- EXERCISE BRIEF
The number of lines containing "Option" is the only answer wanted; work it out from the entries below.

- DATA PROVIDED
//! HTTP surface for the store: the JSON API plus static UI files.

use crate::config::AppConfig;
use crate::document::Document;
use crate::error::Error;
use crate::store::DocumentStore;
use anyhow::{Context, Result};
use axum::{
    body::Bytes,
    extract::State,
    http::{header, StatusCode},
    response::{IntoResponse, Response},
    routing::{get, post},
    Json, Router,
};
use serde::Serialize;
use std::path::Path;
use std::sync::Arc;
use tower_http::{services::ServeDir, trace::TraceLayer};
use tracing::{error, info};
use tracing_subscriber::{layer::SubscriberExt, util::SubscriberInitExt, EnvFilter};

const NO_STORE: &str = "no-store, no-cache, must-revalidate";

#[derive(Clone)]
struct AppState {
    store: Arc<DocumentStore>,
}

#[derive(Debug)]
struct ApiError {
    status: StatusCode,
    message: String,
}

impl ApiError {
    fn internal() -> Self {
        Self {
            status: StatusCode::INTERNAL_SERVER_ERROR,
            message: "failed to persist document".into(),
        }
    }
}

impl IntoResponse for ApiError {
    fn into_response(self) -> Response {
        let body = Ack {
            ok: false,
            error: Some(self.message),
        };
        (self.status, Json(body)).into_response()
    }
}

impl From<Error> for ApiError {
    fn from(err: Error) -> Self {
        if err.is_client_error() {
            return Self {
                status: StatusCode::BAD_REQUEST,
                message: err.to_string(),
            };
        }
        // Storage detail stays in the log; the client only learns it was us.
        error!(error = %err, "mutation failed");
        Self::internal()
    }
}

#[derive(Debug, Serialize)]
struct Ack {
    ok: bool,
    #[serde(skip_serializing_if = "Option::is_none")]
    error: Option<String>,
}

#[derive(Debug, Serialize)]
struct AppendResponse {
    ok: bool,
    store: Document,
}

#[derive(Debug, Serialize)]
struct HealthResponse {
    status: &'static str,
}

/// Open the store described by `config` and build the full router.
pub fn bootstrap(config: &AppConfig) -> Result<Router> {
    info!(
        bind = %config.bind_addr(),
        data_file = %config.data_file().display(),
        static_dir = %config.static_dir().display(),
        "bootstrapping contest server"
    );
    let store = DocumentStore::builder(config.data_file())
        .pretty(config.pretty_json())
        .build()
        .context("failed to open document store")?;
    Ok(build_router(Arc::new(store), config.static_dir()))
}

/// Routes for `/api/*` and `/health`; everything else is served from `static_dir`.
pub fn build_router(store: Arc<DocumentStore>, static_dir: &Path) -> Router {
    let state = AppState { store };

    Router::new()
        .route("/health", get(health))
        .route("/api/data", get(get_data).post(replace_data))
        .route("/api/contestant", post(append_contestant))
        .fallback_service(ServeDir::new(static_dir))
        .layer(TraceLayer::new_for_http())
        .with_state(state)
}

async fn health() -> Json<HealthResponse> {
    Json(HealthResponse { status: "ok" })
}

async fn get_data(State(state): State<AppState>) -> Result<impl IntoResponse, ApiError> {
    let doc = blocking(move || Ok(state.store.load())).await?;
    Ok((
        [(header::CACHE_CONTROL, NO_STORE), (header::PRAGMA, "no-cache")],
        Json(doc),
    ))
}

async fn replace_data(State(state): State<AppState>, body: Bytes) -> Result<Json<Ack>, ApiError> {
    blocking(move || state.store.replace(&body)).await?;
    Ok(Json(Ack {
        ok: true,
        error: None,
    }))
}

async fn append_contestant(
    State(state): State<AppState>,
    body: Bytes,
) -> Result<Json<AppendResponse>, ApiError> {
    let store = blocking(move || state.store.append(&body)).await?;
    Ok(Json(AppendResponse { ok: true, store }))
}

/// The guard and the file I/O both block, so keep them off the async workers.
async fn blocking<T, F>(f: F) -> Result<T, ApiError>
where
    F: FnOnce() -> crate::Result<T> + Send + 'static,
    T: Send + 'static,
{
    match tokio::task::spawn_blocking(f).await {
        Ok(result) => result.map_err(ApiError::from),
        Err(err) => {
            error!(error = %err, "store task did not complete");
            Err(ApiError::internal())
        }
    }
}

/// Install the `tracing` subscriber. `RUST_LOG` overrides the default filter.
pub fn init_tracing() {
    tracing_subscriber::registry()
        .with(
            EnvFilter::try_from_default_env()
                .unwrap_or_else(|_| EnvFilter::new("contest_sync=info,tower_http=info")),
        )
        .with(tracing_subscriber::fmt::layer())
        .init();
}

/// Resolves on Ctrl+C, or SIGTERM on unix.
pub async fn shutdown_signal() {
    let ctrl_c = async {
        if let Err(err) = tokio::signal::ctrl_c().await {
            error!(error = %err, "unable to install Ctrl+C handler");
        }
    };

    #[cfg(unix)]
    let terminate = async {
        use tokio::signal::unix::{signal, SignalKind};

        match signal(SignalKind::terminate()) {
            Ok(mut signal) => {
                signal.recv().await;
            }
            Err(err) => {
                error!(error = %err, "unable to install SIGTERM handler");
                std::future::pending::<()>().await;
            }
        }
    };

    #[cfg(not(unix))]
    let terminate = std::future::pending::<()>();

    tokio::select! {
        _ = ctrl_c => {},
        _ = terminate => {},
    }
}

- REPLY TO THE EXERCISE
2